■ **Data shown**:
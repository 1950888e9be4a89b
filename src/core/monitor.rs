//! # FaultMonitor: wires sources, the home thread and the cadence generator.
//!
//! The [`FaultMonitor`] owns the signal sources, the dispatcher feeding the
//! home thread, and the cancellation token shared by every component.
//!
//! ## High-level architecture
//! ```text
//! build():
//!   token = CancellationToken::new()
//!   FaultConsole { FaultAggregator, FaultPresenter(surface, disposing = token) }
//!        └──► spawn_home(name, token, console) ──► (Dispatcher, HomeThread)
//!   for each SignalSource:
//!        subscribe(handler: signal ──► dispatcher.post(console.on_signal))
//!
//! run():
//!   Orchestrator::run(token) ──► source.emit(same/cross thread)
//!        │                           └──► handler ──► Dispatcher ──► home thread
//!   wait for SIGINT/SIGTERM/SIGQUIT or an explicit shutdown()
//!
//! Shutdown path:
//!   token.cancel()
//!        ├─► cadence loop exits (its sleep is cancellable)
//!        ├─► dispatcher rejects posts, drops queued callbacks
//!        ├─► presenter is disposing (never shows again)
//!        └─► home thread returns the FaultConsole ──► join (bounded by grace)
//! ```
//!
//! ## Example
//! ```rust,no_run
//! use faultline::{Config, FaultMonitor, TextSurface};
//!
//! #[tokio::main(flavor = "current_thread")]
//! async fn main() -> Result<(), Box<dyn std::error::Error>> {
//!     let monitor = FaultMonitor::builder(Config::default()).build(TextSurface::stdout())?;
//!     let console = monitor.run().await?;
//!     for record in console.aggregator().records() {
//!         println!("{} faulted {} times", record.source, record.count);
//!     }
//!     Ok(())
//! }
//! ```

use std::marker::PhantomData;
use std::sync::Arc;
use std::thread;

use tokio::sync::oneshot;
use tokio::task::JoinHandle;
use tokio_util::sync::CancellationToken;
use tracing::{debug, info, warn};

use crate::core::orchestrator::Orchestrator;
use crate::core::{shutdown, Config};
use crate::dispatch::{spawn_home, Dispatcher, HomeThread};
use crate::error::{DeliveryError, RuntimeError};
use crate::faults::{AggregateRecord, FaultConsole, FaultPresenter, LogEntry, Surface};
use crate::signals::{HandlerFn, HandlerRef, Signal, SignalSource};

/// Builder for [`FaultMonitor`].
pub struct MonitorBuilder<V> {
    cfg: Config,
    sources: Option<Vec<Arc<SignalSource>>>,
    _surface: PhantomData<fn() -> V>,
}

impl<V> MonitorBuilder<V>
where
    V: Surface + Send + 'static,
{
    /// Uses the given sources instead of generating them from the config.
    pub fn with_sources(mut self, sources: Vec<Arc<SignalSource>>) -> Self {
        self.sources = Some(sources);
        self
    }

    /// Starts the home thread and subscribes the console to every source.
    ///
    /// ### Errors
    /// - [`RuntimeError::NoSources`] if there is no source to watch.
    /// - [`RuntimeError::HomeThread`] if the home thread cannot start.
    pub fn build(self, surface: V) -> Result<FaultMonitor<V>, RuntimeError> {
        let cfg = self.cfg;
        let sources = match self.sources {
            Some(sources) => sources,
            None => cfg
                .source_names()
                .into_iter()
                .map(SignalSource::arc)
                .collect(),
        };
        if sources.is_empty() {
            return Err(RuntimeError::NoSources);
        }

        let token = CancellationToken::new();
        let console = FaultConsole::new(FaultPresenter::new(surface, token.clone()));
        let (dispatcher, home) = spawn_home(cfg.home_thread_name.clone(), token.clone(), console)?;

        for source in &sources {
            source.subscribe(console_handler(dispatcher.clone()));
        }
        info!(sources = sources.len(), "fault monitor ready");

        Ok(FaultMonitor {
            cfg,
            token,
            sources,
            dispatcher,
            home,
        })
    }
}

/// Handler that marshals each signal onto the home thread.
fn console_handler<V>(dispatcher: Dispatcher<FaultConsole<V>>) -> HandlerRef
where
    V: Surface + 'static,
{
    HandlerFn::arc("fault-console", move |signal: &Signal| {
        debug!(
            source = %signal.source,
            invoke_required = dispatcher.invoke_required(),
            "fault signal raised"
        );
        let signal = signal.clone();
        dispatcher.post(move |console: &mut FaultConsole<V>| {
            console.on_signal(&signal);
        });
    })
}

/// Owner of a running fault monitoring setup.
pub struct FaultMonitor<V> {
    cfg: Config,
    token: CancellationToken,
    sources: Vec<Arc<SignalSource>>,
    dispatcher: Dispatcher<FaultConsole<V>>,
    home: HomeThread<FaultConsole<V>>,
}

impl<V> FaultMonitor<V>
where
    V: Surface + Send + 'static,
{
    /// Starts building a monitor.
    pub fn builder(cfg: Config) -> MonitorBuilder<V> {
        MonitorBuilder {
            cfg,
            sources: None,
            _surface: PhantomData,
        }
    }

    /// Configuration the monitor was built with.
    pub fn config(&self) -> &Config {
        &self.cfg
    }

    /// Watched sources, in construction order.
    pub fn sources(&self) -> &[Arc<SignalSource>] {
        &self.sources
    }

    /// Looks up a source by name.
    pub fn source(&self, name: &str) -> Option<&Arc<SignalSource>> {
        self.sources.iter().find(|s| s.name() == name)
    }

    /// Dispatcher feeding the home thread.
    pub fn dispatcher(&self) -> &Dispatcher<FaultConsole<V>> {
        &self.dispatcher
    }

    /// Token cancelled on shutdown; cancelling it triggers shutdown.
    pub fn shutdown_token(&self) -> CancellationToken {
        self.token.clone()
    }

    /// Cadence generator over this monitor's sources, per the config.
    pub fn orchestrator(&self) -> Orchestrator<rand::rngs::StdRng> {
        Orchestrator::from_config(&self.cfg, self.sources.clone())
    }

    /// Spawns the cadence generator on the current tokio runtime.
    pub fn spawn_cadence(&self) -> JoinHandle<()> {
        tokio::spawn(self.orchestrator().run(self.token.clone()))
    }

    /// Per-source counters, read on the home thread.
    ///
    /// Observes every signal posted before the call.
    pub async fn records(&self) -> Result<Vec<AggregateRecord>, DeliveryError> {
        self.dispatcher
            .invoke(|console: &mut FaultConsole<V>| console.aggregator().records())
            .await
    }

    /// Copy of the fault log, read on the home thread.
    pub async fn log(&self) -> Result<Vec<LogEntry>, DeliveryError> {
        self.dispatcher
            .invoke(|console: &mut FaultConsole<V>| console.aggregator().log().to_vec())
            .await
    }

    /// Hides the presentation surface (operator acknowledged).
    pub fn dismiss(&self) {
        self.dispatcher
            .post(|console: &mut FaultConsole<V>| console.presenter_mut().dismiss());
    }

    /// Cancels the cadence generator, disables the dispatcher and marks the
    /// presenter as disposing. Idempotent.
    pub fn shutdown(&self) {
        if !self.token.is_cancelled() {
            info!("fault monitor shutting down");
        }
        self.token.cancel();
    }

    /// True once shutdown has been requested.
    pub fn is_shut_down(&self) -> bool {
        self.token.is_cancelled()
    }

    /// Shuts down and blocks until the home thread returns its console.
    pub fn join(self) -> Result<FaultConsole<V>, RuntimeError> {
        self.shutdown();
        self.home.join()
    }

    /// Drives the cadence generator until a termination signal or
    /// [`shutdown`](Self::shutdown), then tears everything down.
    ///
    /// Returns the final console so callers can inspect the counters.
    ///
    /// ### Errors
    /// - [`RuntimeError::GraceExceeded`] if the home thread does not stop in time.
    ///   The thread is then left running detached and does not block runtime
    ///   or process exit.
    /// - [`RuntimeError::HomePanicked`] if the home thread died.
    pub async fn run(self) -> Result<FaultConsole<V>, RuntimeError> {
        let cadence = self.spawn_cadence();
        let token = self.token.clone();

        tokio::select! {
            res = shutdown::wait_for_termination() => match res {
                Ok(()) => info!("termination signal received"),
                Err(e) => {
                    warn!(error = %e, "signal handlers unavailable; waiting for explicit shutdown");
                    token.cancelled().await;
                }
            },
            _ = token.cancelled() => {}
        }
        self.shutdown();
        if let Err(e) = cadence.await {
            warn!(error = %e, "cadence task ended abnormally");
        }

        self.wait_home().await
    }

    /// Joins the home thread from a detached watcher thread, not a runtime
    /// blocking task.
    async fn wait_home(self) -> Result<FaultConsole<V>, RuntimeError> {
        let name = self.home.name().to_string();
        let home = self.home;
        let (tx, joined) = oneshot::channel();
        thread::Builder::new()
            .name(format!("{name}-join"))
            .spawn(move || {
                let _ = tx.send(home.join());
            })?;

        let grace = self.cfg.grace;
        match tokio::time::timeout(grace, joined).await {
            Ok(Ok(res)) => res,
            Ok(Err(_)) => Err(RuntimeError::HomePanicked { name }),
            Err(_) => {
                warn!(thread = %name, ?grace, "home thread still running; left detached");
                Err(RuntimeError::GraceExceeded { grace })
            }
        }
    }
}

■ **What the task requires**:
Find each line in the data above with the word "FaultPresenter", then copy it.

■ **Your response**:
//!   FaultConsole { FaultAggregator, FaultPresenter(surface, disposing = token) }
use crate::faults::{AggregateRecord, FaultConsole, FaultPresenter, LogEntry, Surface};
        let console = FaultConsole::new(FaultPresenter::new(surface, token.clone()));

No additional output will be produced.